Second, enhancing service delivery, communication and vaccine demand. Across the region, countries must identify platforms to deliver vaccines to target populations, while also strengthening infection prevention and control protocols.
But of increasingly urgent need is the development and roll-out of comprehensive plans to identify and train an adequate number of health workers and volunteers to administer the vaccine. Crucially, communities must continue to be engaged, listened to and provided with high-quality, scientifically sound information, which will in turn drive vaccine demand.

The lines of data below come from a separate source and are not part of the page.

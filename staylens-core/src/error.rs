//! Error types for Staylens operations

use crate::{ItemKind, ListingId};
use thiserror::Error;

/// Persistence layer errors (ledger and insight cache store).
#[derive(Debug, Clone, Error, PartialEq, Eq)]
pub enum StorageError {
    #[error("Connection failed: {reason}")]
    ConnectionFailed { reason: String },

    #[error("Schema initialization failed: {reason}")]
    SchemaInitFailed { reason: String },

    #[error("Query {operation} failed: {reason}")]
    QueryFailed { operation: String, reason: String },

    #[error("Transaction failed: {reason}")]
    TransactionFailed { reason: String },

    #[error("Corrupted insight record for listing {listing_id}: {reason}")]
    CorruptedRecord { listing_id: ListingId, reason: String },

    #[error("Storage lock poisoned")]
    LockPoisoned,
}

/// Errors raised by the external analysis service.
#[derive(Debug, Clone, Error, PartialEq, Eq)]
pub enum AnalysisError {
    #[error("No analysis provider configured")]
    ProviderNotConfigured,

    #[error("Request to {provider} failed: {message}")]
    ExternalService { provider: String, message: String },

    #[error("Request to {provider} failed with status {status}: {message}")]
    RequestFailed {
        provider: String,
        status: u16,
        message: String,
    },

    #[error("Rate limited by {provider}, retry after {retry_after_ms}ms")]
    RateLimited {
        provider: String,
        retry_after_ms: u64,
    },

    #[error("Request to {provider} timed out after {timeout_ms}ms")]
    Timeout { provider: String, timeout_ms: u64 },

    #[error("Malformed response from {provider}: {reason}")]
    MalformedResponse { provider: String, reason: String },
}

impl AnalysisError {
    /// True for payloads that arrived but could not be parsed.
    pub fn is_malformed(&self) -> bool {
        matches!(self, AnalysisError::MalformedResponse { .. })
    }
}

/// Validation errors on items handed to the core.
#[derive(Debug, Clone, Error, PartialEq, Eq)]
pub enum ValidationError {
    #[error("{kind} {item_id} belongs to listing {found}, expected {expected}")]
    ListingMismatch {
        kind: ItemKind,
        item_id: String,
        expected: ListingId,
        found: ListingId,
    },

    #[error("{kind} without an identifier for listing {listing_id}")]
    EmptyItemId { kind: ItemKind, listing_id: ListingId },

    #[error("Unknown item kind: {value}")]
    UnknownItemKind { value: String },

    #[error("Invalid value for {field}: {reason}")]
    InvalidValue { field: String, reason: String },
}

/// Configuration errors. Fatal at start-up.
#[derive(Debug, Clone, Error, PartialEq, Eq)]
pub enum ConfigError {
    #[error("Missing required configuration field: {field}")]
    MissingRequired { field: String },

    #[error("Invalid value for {field}: {value} - {reason}")]
    InvalidValue {
        field: String,
        value: String,
        reason: String,
    },

    #[error("Provider not supported: {provider}")]
    ProviderNotSupported { provider: String },

    #[error("Persistence backend not supported: {backend}")]
    BackendNotSupported { backend: String },
}

/// Master error type for all Staylens errors.
#[derive(Debug, Clone, Error)]
pub enum StaylensError {
    #[error("Storage error: {0}")]
    Storage(#[from] StorageError),

    #[error("Analysis error: {0}")]
    Analysis(#[from] AnalysisError),

    #[error("Validation error: {0}")]
    Validation(#[from] ValidationError),

    #[error("Config error: {0}")]
    Config(#[from] ConfigError),
}

impl StaylensError {
    /// Persistence failures get exactly one retry; everything else is final.
    pub fn is_retryable(&self) -> bool {
        matches!(self, StaylensError::Storage(_))
    }
}

/// Result type alias for Staylens operations.
pub type StaylensResult<T> = Result<T, StaylensError>;

// =============================================================================
// TESTS
// =============================================================================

Third, strengthening vaccine cold chain and logistics. Even to reach an initial 20 percent coverage, countries may have to increase cold chain capacity, which will require additional resources. Logistics working groups will need clear terms of reference and standard operating procedures not only to coordinate the deployment of vaccines, but also to source and deliver ancillary products. To address these and other challenges, WHO will continue to work with international and global partners to mobilise the financial, material and technical resources required.
Complacency must not set in. Although vaccine manufacturing has already started, reaching sufficient availability will take time. In a crisis such as this, there are no silver bullets. Today, tomorrow, and for many more months to come, we must continue to implement the basic public health measures that we know work, and which have defined our "new normal". Wash your hands. Wear a mask. Maintain physical distance and avoid the three Cs—crowded places, close-contact settings, and confined and enclosed spaces.
Almost a year since Covid-19 emerged, we have cause for optimism. Countries in the region are to be commended for beginning immunisation planning as early as July, for carrying out vaccine readiness assessments, and for continuing to act in solidarity and with recognition that vaccines are a global public good. Now is the time to firm up and finalise such plans, for the equitable and efficient protection of vulnerable populations, and for the health and wellbeing of all.
Dr Poonam Khetrapal Singh is the WHO Regional Director for South-East Asia.